TASK PROMPT — The reply should consist of every entry, repeated exactly.

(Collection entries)
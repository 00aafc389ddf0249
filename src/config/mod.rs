//! Site configuration for `quire.toml`.
//!
//! # Module Structure
//!
//! ```text
//! config/
//! ├── section/       # Configuration section definitions
//! │   ├── layout     # [layout]
//! │   ├── routes     # [routes]
//! │   └── site       # [site]
//! ├── error.rs       # ConfigError, ConfigDiagnostics
//! └── mod.rs         # SiteConfig (this file)
//! ```
//!
//! Every section is optional; an empty file yields the built-in site.

mod error;
pub mod section;

pub use error::{ConfigDiagnostic, ConfigDiagnostics, ConfigError};
pub use section::{ContentRoute, LayoutSection, PageRoute, RoutesSection, SiteSection};

use serde::{Deserialize, Serialize};

use crate::log;

/// Root configuration structure representing `quire.toml`.
#[derive(Debug, Clone, Default, Serialize, Deserialize)]
pub struct SiteConfig {
    /// Site name, default header, reserved ids
    #[serde(default)]
    pub site: SiteSection,

    /// Route table
    #[serde(default)]
    pub routes: RoutesSection,

    /// Fade, debounce and spacing
    #[serde(default)]
    pub layout: LayoutSection,
}

impl SiteConfig {
    /// Parse configuration from a TOML string, ignoring unknown keys.
    pub fn from_str(content: &str) -> Result<Self, ConfigError> {
        let config: Self = toml::from_str(content)?;
        Ok(config)
    }

    /// Parse, warn about unknown keys, and validate.
    pub fn from_str_checked(content: &str, origin: &str) -> Result<Self, ConfigError> {
        let (config, ignored) = Self::parse_with_ignored(content)?;
        if !ignored.is_empty() {
            Self::warn_unknown_fields(&ignored, origin);
        }
        config.validate()?;
        Ok(config)
    }

    /// Load and validate a config file.
    #[cfg(not(target_arch = "wasm32"))]
    pub fn load(path: &std::path::Path) -> Result<Self, ConfigError> {
        let content = std::fs::read_to_string(path)
            .map_err(|err| ConfigError::Io(path.to_path_buf(), err))?;
        let origin = path
            .file_name()
            .map(|n| n.to_string_lossy())
            .unwrap_or_else(|| path.to_string_lossy());
        Self::from_str_checked(&content, &origin)
    }

    /// Parse TOML content, collecting any unknown fields.
    pub fn parse_with_ignored(content: &str) -> Result<(Self, Vec<String>), ConfigError> {
        let mut ignored = Vec::new();
        let deserializer = toml::Deserializer::new(content);
        let config = serde_ignored::deserialize(deserializer, |path: serde_ignored::Path| {
            ignored.push(path.to_string());
        })?;
        Ok((config, ignored))
    }

    fn warn_unknown_fields(fields: &[String], origin: &str) {
        log!("warning"; "unknown fields in {}, ignoring: {}", origin, fields.join(", "));
    }

    /// Validate every section, reporting all problems at once.
    pub fn validate(&self) -> Result<(), ConfigError> {
        let mut diag = ConfigDiagnostics::new();
        self.site.validate(&mut diag);
        self.routes.validate(&mut diag);
        self.layout.validate(&mut diag);
        diag.into_result().map_err(ConfigError::Diagnostics)
    }
}

// ============================================================================
// Test Helpers (available to all modules via `use crate::config::test_*`)
// ============================================================================

/// Parse config from TOML.
/// Panics if there are unknown fields (to catch config typos in tests).
#[cfg(test)]
pub fn test_parse_config(content: &str) -> SiteConfig {
    let (parsed, ignored) = SiteConfig::parse_with_ignored(content).unwrap();
    assert!(
        ignored.is_empty(),
        "test config has unknown fields: {:?}",
        ignored
    );
    parsed
}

REPLY TO THE EXERCISE —
repository 00aafc389ddf0249
filename src/config/mod.rs
//! Site configuration for `quire.toml`.
//!
//! # Module Structure
//!
//! ```text
//! config/
//! ├── section/       # Configuration section definitions
//! │   ├── layout     # [layout]
//! │   ├── routes     # [routes]
//! │   └── site       # [site]
//! ├── error.rs       # ConfigError, ConfigDiagnostics
//! └── mod.rs         # SiteConfig (this file)
//! ```
//!
//! Every section is optional; an empty file yields the built-in site.

mod error;
pub mod section;

pub use error::{ConfigDiagnostic, ConfigDiagnostics, ConfigError};
pub use section::{ContentRoute, LayoutSection, PageRoute, RoutesSection, SiteSection};

use serde::{Deserialize, Serialize};

use crate::log;

/// Root configuration structure representing `quire.toml`.
#[derive(Debug, Clone, Default, Serialize, Deserialize)]
pub struct SiteConfig {
    /// Site name, default header, reserved ids
    #[serde(default)]
    pub site: SiteSection,

    /// Route table
    #[serde(default)]
    pub routes: RoutesSection,

    /// Fade, debounce and spacing
    #[serde(default)]
    pub layout: LayoutSection,
}

impl SiteConfig {
    /// Parse configuration from a TOML string, ignoring unknown keys.
    pub fn from_str(content: &str) -> Result<Self, ConfigError> {
        let config: Self = toml::from_str(content)?;
        Ok(config)
    }

    /// Parse, warn about unknown keys, and validate.
    pub fn from_str_checked(content: &str, origin: &str) -> Result<Self, ConfigError> {
        let (config, ignored) = Self::parse_with_ignored(content)?;
        if !ignored.is_empty() {
            Self::warn_unknown_fields(&ignored, origin);
        }
        config.validate()?;
        Ok(config)
    }

    /// Load and validate a config file.
    #[cfg(not(target_arch = "wasm32"))]
    pub fn load(path: &std::path::Path) -> Result<Self, ConfigError> {
        let content = std::fs::read_to_string(path)
            .map_err(|err| ConfigError::Io(path.to_path_buf(), err))?;
        let origin = path
            .file_name()
            .map(|n| n.to_string_lossy())
            .unwrap_or_else(|| path.to_string_lossy());
        Self::from_str_checked(&content, &origin)
    }

    /// Parse TOML content, collecting any unknown fields.
    pub fn parse_with_ignored(content: &str) -> Result<(Self, Vec<String>), ConfigError> {
        let mut ignored = Vec::new();
        let deserializer = toml::Deserializer::new(content);
        let config = serde_ignored::deserialize(deserializer, |path: serde_ignored::Path| {
            ignored.push(path.to_string());
        })?;
        Ok((config, ignored))
    }

    fn warn_unknown_fields(fields: &[String], origin: &str) {
        log!("warning"; "unknown fields in {}, ignoring: {}", origin, fields.join(", "));
    }

    /// Validate every section, reporting all problems at once.
    pub fn validate(&self) -> Result<(), ConfigError> {
        let mut diag = ConfigDiagnostics::new();
        self.site.validate(&mut diag);
        self.routes.validate(&mut diag);
        self.layout.validate(&mut diag);
        diag.into_result().map_err(ConfigError::Diagnostics)
    }
}

// ============================================================================
// Test Helpers (available to all modules via `use crate::config::test_*`)
// ============================================================================

/// Parse config from TOML.
/// Panics if there are unknown fields (to catch config typos in tests).
#[cfg(test)]
pub fn test_parse_config(content: &str) -> SiteConfig {
    let (parsed, ignored) = SiteConfig::parse_with_ignored(content).unwrap();
    assert!(
        ignored.is_empty(),
        "test config has unknown fields: {:?}",
        ignored
    );
    parsed
}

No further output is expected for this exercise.